## Instructions for the task
Begin at the first line below and copy each line exactly, ending with the line where "belongs to the" appears.
Start of Block
//! Counts transactions in fixed price ranges for the price histogram.

use serde::Serialize;

use crate::transaction::Transaction;

/// A price range of the histogram.
///
/// Ranges are listed by their inclusive upper bound. A price belongs to the
/// first range whose upper bound it does not exceed, so the ranges are
/// contiguous and cover every price, including fractional prices between the
/// whole-number labels such as 100.50.
struct PriceRange {
    label: &'static str,
    upper_bound: Option<f64>,
}

const PRICE_RANGES: [PriceRange; 10] = [
    PriceRange { label: "0-100", upper_bound: Some(100.0) },
    PriceRange { label: "101-200", upper_bound: Some(200.0) },
    PriceRange { label: "201-300", upper_bound: Some(300.0) },
    PriceRange { label: "301-400", upper_bound: Some(400.0) },
    PriceRange { label: "401-500", upper_bound: Some(500.0) },
    PriceRange { label: "501-600", upper_bound: Some(600.0) },
    PriceRange { label: "601-700", upper_bound: Some(700.0) },
    PriceRange { label: "701-800", upper_bound: Some(800.0) },
    PriceRange { label: "801-900", upper_bound: Some(900.0) },
    PriceRange { label: "901-above", upper_bound: None },
];

/// The number of transactions in one price range.
#[derive(Debug, Clone, PartialEq, Eq, Serialize)]
pub struct PriceBucket {
    /// The price range, e.g. "101-200".
    pub label: &'static str,
    /// How many transactions have a price in the range.
    pub count: usize,
}

/// Count `transactions` in each of the ten price ranges.
///
/// Every transaction is counted exactly once, so the counts always add up to
/// `transactions.len()`.
pub fn price_histogram(transactions: &[Transaction]) -> [PriceBucket; 10] {
    let mut counts = [0usize; 10];

    for transaction in transactions {
        counts[bucket_index(transaction.price)] += 1;
    }

    std::array::from_fn(|index| PriceBucket {
        label: PRICE_RANGES[index].label,
        count: counts[index],
    })
}

fn bucket_index(price: f64) -> usize {
    PRICE_RANGES
        .iter()
        .position(|range| range.upper_bound.is_none_or(|upper_bound| price <= upper_bound))
        // NaN compares false against every bound and falls into the last range
        .unwrap_or(PRICE_RANGES.len() - 1)
}

#[cfg(test)]
mod tests {
    use crate::transaction::test_utils::transaction;

    use super::{PriceBucket, bucket_index, price_histogram};

    #[test]
    fn counts_example_dataset() {
        let transactions = [
            transaction(1, 50.0, true, "2024-03-05T00:00:00"),
            transaction(2, 150.0, false, "2024-03-20T00:00:00"),
            transaction(3, 999.0, true, "2024-07-01T00:00:00"),
        ];

        let got = price_histogram(&transactions);

        let want = [
            ("0-100", 1),
            ("101-200", 1),
            ("201-300", 0),
            ("301-400", 0),
            ("401-500", 0),
            ("501-600", 0),
            ("601-700", 0),
            ("701-800", 0),
            ("801-900", 0),
            ("901-above", 1),
        ]
        .map(|(label, count)| PriceBucket { label, count });
        assert_eq!(got, want);
    }

    #[test]
    fn bounds_are_inclusive() {
        assert_eq!(bucket_index(0.0), 0);
        assert_eq!(bucket_index(100.0), 0);
        assert_eq!(bucket_index(101.0), 1);
        assert_eq!(bucket_index(900.0), 8);
        assert_eq!(bucket_index(901.0), 9);
    }

    #[test]
    fn fractional_prices_between_labels_fall_in_the_higher_range() {
        assert_eq!(bucket_index(100.5), 1);
        assert_eq!(bucket_index(900.01), 9);
    }

    #[test]
    fn counts_add_up_to_number_of_transactions() {
        let transactions: Vec<_> = (0..250)
            .map(|id| transaction(id, id as f64 * 4.37, id % 2 == 0, "2022-01-01"))
            .collect();

        let got = price_histogram(&transactions);

        assert_eq!(
            got.iter().map(|bucket| bucket.count).sum::<usize>(),
            transactions.len()
        );
    }

    #[test]
    fn empty_input_gives_zero_counts() {
        let got = price_histogram(&[]);

        assert!(got.iter().all(|bucket| bucket.count == 0));
        assert_eq!(got.len(), 10);
    }
}
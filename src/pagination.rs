//! This modules defines the common functionality for paging data.

/// The config for pagination
#[derive(Debug, Clone)]
pub struct PaginationConfig {
    /// The number of transactions to display per page.
    pub page_size: usize,
}

impl Default for PaginationConfig {
    fn default() -> Self {
        Self { page_size: 10 }
    }
}

/// The number of the last page for `item_count` items.
///
/// An empty list still has one (empty) page.
pub fn last_page(item_count: usize, page_size: usize) -> usize {
    item_count.div_ceil(page_size.max(1)).max(1)
}

/// The items shown on the 1-based page `page_number`.
///
/// Returns an empty slice for pages past the end of `items`.
pub fn visible_rows<T>(items: &[T], page_number: usize, page_size: usize) -> &[T] {
    let start_index = page_number.saturating_sub(1).saturating_mul(page_size);

    if start_index >= items.len() {
        return &[];
    }

    let end_index = start_index + page_size.min(items.len() - start_index);

    &items[start_index..end_index]
}

/// The page after `page_number`, or `page_number` itself on the last page.
pub fn next_page(page_number: usize, item_count: usize, page_size: usize) -> usize {
    if page_number >= last_page(item_count, page_size) {
        page_number
    } else {
        page_number + 1
    }
}

/// The page before `page_number`, or 1 on the first page.
pub fn previous_page(page_number: usize) -> usize {
    if page_number <= 1 { 1 } else { page_number - 1 }
}
//! Chart generation and rendering for the dashboard.
//!
//! The price histogram is generated as JSON configuration for the ECharts
//! library and rendered with an HTML container and JavaScript initialization
//! code.

use charming::{
    Chart,
    component::{Axis, Grid, Title},
    element::{AxisPointer, AxisPointerType, AxisType, Tooltip, Trigger},
    series::bar,
};
use maud::{Markup, PreEscaped, html};

use crate::{histogram::PriceBucket, html::HeadElement};

/// A dashboard chart with its HTML container ID and ECharts configuration.
pub(super) struct DashboardChart {
    /// The HTML element ID to use for the chart (kebab-case)
    pub id: &'static str,
    /// The ECharts configuration as a JSON string
    pub options: String,
}

/// Renders the HTML container for a dashboard chart.
pub(super) fn chart_view(chart: &DashboardChart) -> Markup {
    html!(
        div
            id=(chart.id)
            class="min-h-[380px] w-full rounded dark:bg-gray-100"
        {}
    )
}

/// Generates JavaScript initialization code for a dashboard chart.
///
/// Creates a script that initializes an ECharts instance with dark mode
/// support and responsive resizing.
pub(super) fn chart_script(chart: &DashboardChart) -> HeadElement {
    let script = format!(
        r#"document.addEventListener('DOMContentLoaded', function() {{
            const chartDom = document.getElementById("{}");
            const chart = echarts.init(chartDom);
            const option = {};
            chart.setOption(option);

            window.addEventListener('resize', chart.resize);

            const darkModeMediaQuery = window.matchMedia('(prefers-color-scheme: dark)');
            const updateTheme = () => {{
                const isDarkMode = darkModeMediaQuery.matches;
                chart.setTheme(isDarkMode ? 'dark' : 'default');
            }}
            darkModeMediaQuery.addEventListener('change', updateTheme);
            updateTheme();
        }});"#,
        chart.id, chart.options
    );

    HeadElement::ScriptSource(PreEscaped(script))
}

/// A bar chart with one bar per price range.
pub(super) fn price_histogram_chart(buckets: &[PriceBucket]) -> Chart {
    let labels: Vec<&str> = buckets.iter().map(|bucket| bucket.label).collect();
    let counts: Vec<f64> = buckets.iter().map(|bucket| bucket.count as f64).collect();

    Chart::new()
        .title(
            Title::new()
                .text("Transactions Bar Chart")
                .subtext("Number of items per price range"),
        )
        .tooltip(
            Tooltip::new()
                .trigger(Trigger::Axis)
                .axis_pointer(AxisPointer::new().type_(AxisPointerType::Shadow)),
        )
        .grid(
            Grid::new()
                .left("3%")
                .right("4%")
                .bottom("3%")
                .contain_label(true),
        )
        .x_axis(Axis::new().type_(AxisType::Category).data(labels))
        .y_axis(Axis::new().type_(AxisType::Value))
        .series(bar::Bar::new().name("Items").data(counts))
}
End of Block
## Output
//! Counts transactions in fixed price ranges for the price histogram.

use serde::Serialize;

use crate::transaction::Transaction;

/// A price range of the histogram.
///
/// Ranges are listed by their inclusive upper bound. A price belongs to the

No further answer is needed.